Congregatio Discipulorum Domini

Para anggota Congregatio Discipulorum Domini (Kongregasi Murid-murid Tuhan) menghayati hidupnya sebagai murid dan senantiasa belajar pada Yesus Kristus, sang Guru Agung. Kunjungan kepada Sakramen Mahakudus menjadi ungkapan cinta dan penyerahan diri secara total. Dari sinilah para anggota menimba kekuatan untuk karya kerasulannya sebagai murid yang diutus untuk mempersiapkan orang menyambut Kristus di dalam hidupnya (bdk. Luk 10:1-12).

21 June 2008

Tujuan Prosesi


Dalam pembahasan tentang prosesi pada Hari Raya Corpus Christi para novis CDD menggali maksud dan tujuan prosesi Sakramen Mahakudus. Di dalam Eucharisticum Mysterium 59 disebutkan demikian: "In processions in which the Blessed Sacrament is solemnly carried through the streets to the singing of hymns, especially on the feast of Corpus Christi, the Christian give public witness to their faith and devotion toward this sacrament."
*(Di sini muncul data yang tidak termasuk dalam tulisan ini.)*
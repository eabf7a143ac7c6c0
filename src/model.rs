//! Network data model shared by the fetcher, scheduler and dispatch server.
//!
//! The read-only side (everything under [`Snapshot`]) mirrors the records
//! served by the network API and is replaced wholesale whenever a new block
//! lands. The mutable side is [`Job`]: the unit of schedulable work handed to
//! workers, whose `solutions_data` is the only field that changes after
//! creation.

use serde::{Deserialize, Serialize};
use std::collections::HashMap;

/// A difficulty point: the pair of numeric parameters defining how hard one
/// instance of a challenge is.
pub type Difficulty = [i32; 2];

// ============================================================================
// BLOCK
// ============================================================================

#[derive(Debug, Clone, Serialize, Deserialize)]
pub struct Block {
    pub id: String,
    pub details: BlockDetails,
    pub config: BlockConfig,
}

#[derive(Debug, Clone, Serialize, Deserialize)]
pub struct BlockDetails {
    pub height: u64,
    #[serde(default)]
    pub round: u64,
}

/// The slice of the block's protocol config this node consumes.
///
/// `wasm_vm` is deliberately untyped: it is copied verbatim into every job
/// for workers to interpret.
#[derive(Debug, Clone, Serialize, Deserialize)]
pub struct BlockConfig {
    pub difficulty: DifficultyConfig,
    pub wasm_vm: serde_json::Value,
}

#[derive(Debug, Clone, Serialize, Deserialize)]
pub struct DifficultyConfig {
    /// Per-challenge difficulty parameter ranges, keyed by challenge id.
    pub parameters: HashMap<String, Vec<DifficultyParameter>>,
}

#[derive(Debug, Clone, Serialize, Deserialize)]
pub struct DifficultyParameter {
    pub name: String,
    pub min_value: i32,
    pub max_value: i32,
}

// ============================================================================
// CHALLENGES & ALGORITHMS
// ============================================================================

#[derive(Debug, Clone, Serialize, Deserialize)]
pub struct Challenge {
    pub id: String,
    pub details: ChallengeDetails,
    /// Present only for challenges active in the fetched block.
    pub block_data: Option<ChallengeBlockData>,
}

#[derive(Debug, Clone, Serialize, Deserialize)]
pub struct ChallengeDetails {
    pub name: String,
}

#[derive(Debug, Clone, Serialize, Deserialize)]
pub struct ChallengeBlockData {
    pub solution_signature_threshold: u32,
    /// The difficulty points the network currently accepts for benchmarking.
    pub qualifier_difficulties: Vec<Difficulty>,
}

#[derive(Debug, Clone, Serialize, Deserialize)]
pub struct Algorithm {
    pub id: String,
    pub details: AlgorithmDetails,
}

#[derive(Debug, Clone, Serialize, Deserialize)]
pub struct AlgorithmDetails {
    pub name: String,
    pub challenge_id: String,
}

#[derive(Debug, Clone, Serialize, Deserialize)]
pub struct Wasm {
    pub algorithm_id: String,
    pub details: WasmDetails,
}

#[derive(Debug, Clone, Serialize, Deserialize)]
pub struct WasmDetails {
    pub download_url: Option<String>,
}

// ============================================================================
// PLAYER & PIPELINE RECORDS
// ============================================================================

#[derive(Debug, Clone, Serialize, Deserialize)]
pub struct Player {
    pub id: String,
    pub details: PlayerDetails,
}

#[derive(Debug, Clone, Serialize, Deserialize)]
pub struct PlayerDetails {
    #[serde(default)]
    pub name: Option<String>,
}

#[derive(Debug, Clone, Serialize, Deserialize)]
pub struct Benchmark {
    pub id: String,
    pub settings: BenchmarkSettings,
    pub details: BenchmarkDetails,
}

#[derive(Debug, Clone, Serialize, Deserialize)]
pub struct BenchmarkDetails {
    pub num_solutions: u64,
}

/// Network record that a benchmark's solutions were accepted.
#[derive(Debug, Clone, Serialize, Deserialize)]
pub struct Proof {
    pub benchmark_id: String,
}

/// Network record that a benchmark's solutions were rejected as fraudulent.
#[derive(Debug, Clone, Serialize, Deserialize)]
pub struct Fraud {
    pub benchmark_id: String,
}

// ============================================================================
// JOBS
// ============================================================================

/// Immutable parameters of one benchmark, fixed at job creation.
#[derive(Debug, Clone, PartialEq, Eq, Serialize, Deserialize)]
pub struct BenchmarkSettings {
    pub algorithm_id: String,
    pub challenge_id: String,
    pub difficulty: Difficulty,
    pub player_id: String,
    pub block_id: String,
}

/// Job window in unix milliseconds: run from `start` until `end`, submit the
/// collected solutions to the network by `submit`.
#[derive(Debug, Clone, Copy, PartialEq, Eq, Serialize, Deserialize)]
pub struct Timestamps {
    pub start: u64,
    pub end: u64,
    pub submit: u64,
}

/// One candidate solution computed by a worker for a single nonce.
#[derive(Debug, Clone, PartialEq, Eq, Serialize, Deserialize)]
pub struct SolutionData {
    pub nonce: u64,
    pub runtime_signature: u64,
    pub fuel_consumed: u64,
    pub solution: serde_json::Value,
}

/// One scheduled unit of work: run an algorithm on a challenge at a fixed
/// difficulty for a bounded time window, collecting solutions from workers.
///
/// `benchmark_id`, `settings` and `timestamps` never change after creation;
/// only `solutions_data` is appended to by worker submissions.
#[derive(Debug, Clone, Serialize, Deserialize)]
pub struct Job {
    pub benchmark_id: String,
    pub download_url: String,
    pub settings: BenchmarkSettings,
    pub solution_signature_threshold: u32,
    pub wasm_vm_config: serde_json::Value,
    pub weight: u32,
    pub timestamps: Timestamps,
    pub solutions_data: HashMap<u64, SolutionData>,
}

// ============================================================================
// SNAPSHOT
// ============================================================================

/// Immutable view of the network at one block.
///
/// Published by the fetcher only when the block id changes; consumers hold an
/// `Arc` and never observe a partially updated snapshot.
#[derive(Debug, Clone)]
pub struct Snapshot {
    pub block: Block,
    pub challenges: HashMap<String, Challenge>,
    pub algorithms: HashMap<String, Algorithm>,
    pub wasms: HashMap<String, Wasm>,
    pub player: Option<Player>,
    pub benchmarks: HashMap<String, Benchmark>,
    pub proofs: HashMap<String, Proof>,
    pub frauds: HashMap<String, Fraud>,
    pub names: NameIndex,
}

/// One-directional name/id lookup tables, built once per snapshot.
///
/// Algorithm names are only unique within a challenge, so the name→id table
/// is keyed by (challenge id, algorithm name).
#[derive(Debug, Clone, Default)]
pub struct NameIndex {
    challenge_name_by_id: HashMap<String, String>,
    challenge_id_by_name: HashMap<String, String>,
    algorithm_name_by_id: HashMap<String, String>,
    algorithm_id_by_name: HashMap<(String, String), String>,
}

impl NameIndex {
    pub fn build(
        challenges: &HashMap<String, Challenge>,
        algorithms: &HashMap<String, Algorithm>,
    ) -> Self {
        let mut index = Self::default();
        for c in challenges.values() {
            index
                .challenge_name_by_id
                .insert(c.id.clone(), c.details.name.clone());
            index
                .challenge_id_by_name
                .insert(c.details.name.clone(), c.id.clone());
        }
        for a in algorithms.values() {
            index
                .algorithm_name_by_id
                .insert(a.id.clone(), a.details.name.clone());
            index.algorithm_id_by_name.insert(
                (a.details.challenge_id.clone(), a.details.name.clone()),
                a.id.clone(),
            );
        }
        index
    }

    pub fn challenge_name(&self, challenge_id: &str) -> Option<&str> {
        self.challenge_name_by_id.get(challenge_id).map(String::as_str)
    }

    pub fn challenge_id(&self, challenge_name: &str) -> Option<&str> {
        self.challenge_id_by_name.get(challenge_name).map(String::as_str)
    }

    pub fn algorithm_name(&self, algorithm_id: &str) -> Option<&str> {
        self.algorithm_name_by_id.get(algorithm_id).map(String::as_str)
    }

    pub fn algorithm_id(&self, challenge_id: &str, algorithm_name: &str) -> Option<&str> {
        self.algorithm_id_by_name
            .get(&(challenge_id.to_string(), algorithm_name.to_string()))
            .map(String::as_str)
    }
}

/// Current unix time in milliseconds, the clock used for all job timestamps.
pub fn now_millis() -> u64 {
    chrono::Utc::now().timestamp_millis() as u64
}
Dengan demikian dapat dikatakan bahwa prosesi Sakramen Mahakudus mengandung arti:
  1. Kristus sendiri yang hadir melawat umat-Nya dan memberikan kelepasan baginya (Luk 1:68.78; 7:16).
  2. Kristus masih tetap berkeliling mengunjungi umat-Nya seperti dahulu Dia berkeliling di seluruh Galilea, "melenyapkan segala penyakit dan kelemahan" (Mat 4:23), "menyampaikan kabar baik kepada orang-orang miskin, ..., memberitakan pembebasan kepada orang-orang tawanan, dan penglihatan bagi orang-orang buta, untuk membebaskan orang-orang yang tertindas, untuk memberitakan tahun rahmat Tuhan telah datang" (Luk 4:18-19).
  3. Menyatakan kemuliaan Allah yang menjadi nyata dalam diri Yesus Kristus (bdk. Yoh 11:40, 12:24-29).
  4. Memberkati dan menyucikan umat-Nya (Mrk 10:16; Luk 24:50).
  5. Umat Kristiani memberikan kesaksian akan imannya (EM 59).
Dengan demikian prosesi Sakramen Mahakudus merupakan suatu tindakan ibadah yang sangat indah. Dalam Eucharistiae Sacramentum 101-104 Gereja sangat menganjurkan prosesi dijalankan sedapat mungkin dalam Hari Raya Corpus Christi, yang diadakan setelah Misa Kudus.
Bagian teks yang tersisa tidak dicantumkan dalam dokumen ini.